Introduction to the Quantum Fourier Transform, Phase Estimation, and Linear Algebra Techniques for Quantum Electromagnetic Solvers

Quantum algorithms can reduce the polynomial cost of the best-known classical methods to logarithmic scaling for many fundamental problems, including the Fourier transform and the solution of large matrix equations. This presentation introduces the basic principles of quantum information, showing how data is encoded in qubits and manipulated through standard quantum gates to form complex circuits capable of solving applied problems in microwave engineering and computational electromagnetics. We will first explain the mechanics of the Quantum Fourier Transform (QFT) and Quantum Phase Estimation (QPE) as standalone algorithms, then illustrate their role in constructing the Harrow–Hassidim–Lloyd (HHL) algorithm for solving linear systems.
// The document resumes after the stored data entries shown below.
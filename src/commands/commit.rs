//! # Commit Command Implementation
//!
//! This module implements the `commit` subcommand, which groups every staged
//! milestone into a new commit, appends it to the history, and clears the
//! staging area.

use anyhow::Result;
use clap::Args;
use console::style;

use gyt::suggestions;

use super::Context;

/// Commit staged milestones
#[derive(Args, Debug)]
pub struct CommitArgs {
    /// Commit message
    #[arg(short, long, value_name = "MESSAGE")]
    pub message: String,
}

/// Execute the `commit` command.
///
/// Fails when nothing is staged or the message is blank; in both cases the
/// staging area is left as it was.
pub fn execute(args: CommitArgs, ctx: &Context) -> Result<()> {
    let repo = ctx.open_repo()?;

    let commit = repo
        .commit_staged(&args.message)
        .map_err(suggestions::explain)?;

    println!(
        "{} {}",
        style(format!("Committed {} milestone(s):", commit.milestones.len())).green(),
        commit.message
    );
    println!("{}", style(format!("Commit hash: {}", commit.short_hash())).dim());
    Ok(())
}
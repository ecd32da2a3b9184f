//! # Init Command Implementation
//!
//! This module implements the `init` subcommand, which creates the `.gyt`
//! directory with an empty staging area, an empty history, and a default
//! configuration.
//!
//! Running `init` in an existing repository is not an error: it reports that
//! the repository is already initialized and leaves every file untouched.

use anyhow::{Context as _, Result};
use clap::Args;
use console::style;

use gyt::output::emoji;
use gyt::repository::Repository;

use super::Context;

/// Initialize a new gyt repository
#[derive(Args, Debug)]
pub struct InitArgs {}

/// Execute the `init` command.
pub fn execute(_args: InitArgs, ctx: &Context) -> Result<()> {
    let repo = Repository::new(&ctx.repo_root);
    let created = repo
        .init()
        .with_context(|| format!("Failed to initialize repository in {}", repo.root().display()))?;

    if created {
        println!(
            "{} {}",
            emoji(&ctx.output, "✅", "[OK]"),
            style("Initialized empty gyt repository in .gyt/").green()
        );
    } else {
        println!("{}", style("Repository already initialized.").yellow());
    }
    Ok(())
}
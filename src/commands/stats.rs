//! # Stats Command Implementation
//!
//! This module implements the `stats` subcommand, which totals commits and
//! milestones over a trailing window of days.

use anyhow::Result;
use chrono::Local;
use clap::Args;
use console::style;
use tabled::{Table, Tabled};

use gyt::defaults::DEFAULT_STATS_DAYS;
use gyt::stats::Stats;

use super::Context;

/// Show milestone statistics
#[derive(Args, Debug)]
pub struct StatsArgs {
    /// Number of days to show stats for
    #[arg(short, long, value_name = "DAYS", default_value_t = DEFAULT_STATS_DAYS)]
    pub days: u32,
}

/// Execute the `stats` command.
pub fn execute(args: StatsArgs, ctx: &Context) -> Result<()> {
    let repo = ctx.open_repo()?;
    let commits = repo.commits()?;

    if commits.is_empty() {
        println!("{}", style("No commits yet.").yellow());
        return Ok(());
    }

    let stats = Stats::compute(&commits, args.days, Local::now());
    print!("{}", render_stats(&stats));
    Ok(())
}

#[derive(Tabled)]
struct StatRow {
    #[tabled(rename = "Metric")]
    metric: &'static str,
    #[tabled(rename = "Value")]
    value: String,
}

fn render_stats(stats: &Stats) -> String {
    let mut rows = vec![
        StatRow {
            metric: "Total Commits",
            value: stats.total_commits.to_string(),
        },
        StatRow {
            metric: "Total Milestones",
            value: stats.total_milestones.to_string(),
        },
    ];
    if let Some(average) = stats.average_milestones() {
        rows.push(StatRow {
            metric: "Avg Milestones/Commit",
            value: format!("{:.1}", average),
        });
    }
    format!(
        "Stats for last {} days\n{}\n",
        stats.days,
        Table::new(rows)
    )
}
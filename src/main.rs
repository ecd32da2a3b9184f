//! # gyt CLI
//!
//! This is the binary entry point for the `gyt` command-line tool.
//!
//! Its primary responsibilities are:
//! - Parsing command-line arguments using `clap`.
//! - Executing the appropriate command based on the parsed arguments.
//! - Handling top-level application errors and translating them into a
//!   non-zero exit status with a readable message on stderr.
//!
//! The core application logic is defined in the `lib.rs` library crate, ensuring
//! that the binary is a thin wrapper around the reusable library functionality.

mod cli;
mod commands;

use anyhow::Result;
use clap::Parser;

fn main() -> Result<()> {
    let cli = cli::Cli::parse();
    cli.execute()
}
Finally, we will discuss recent advances in tensor networks and their use for compressing and processing large datasets. In particular, we will highlight how classical matrices arising from the Method of Moments and the Finite Element Method can be efficiently mapped into quantum states, where the number of qubits required scales only logarithmically with the matrix dimension. This perspective underscores the potential of combining quantum algorithms with tensor-network techniques to address exa-scale problems in computational electromagnetics.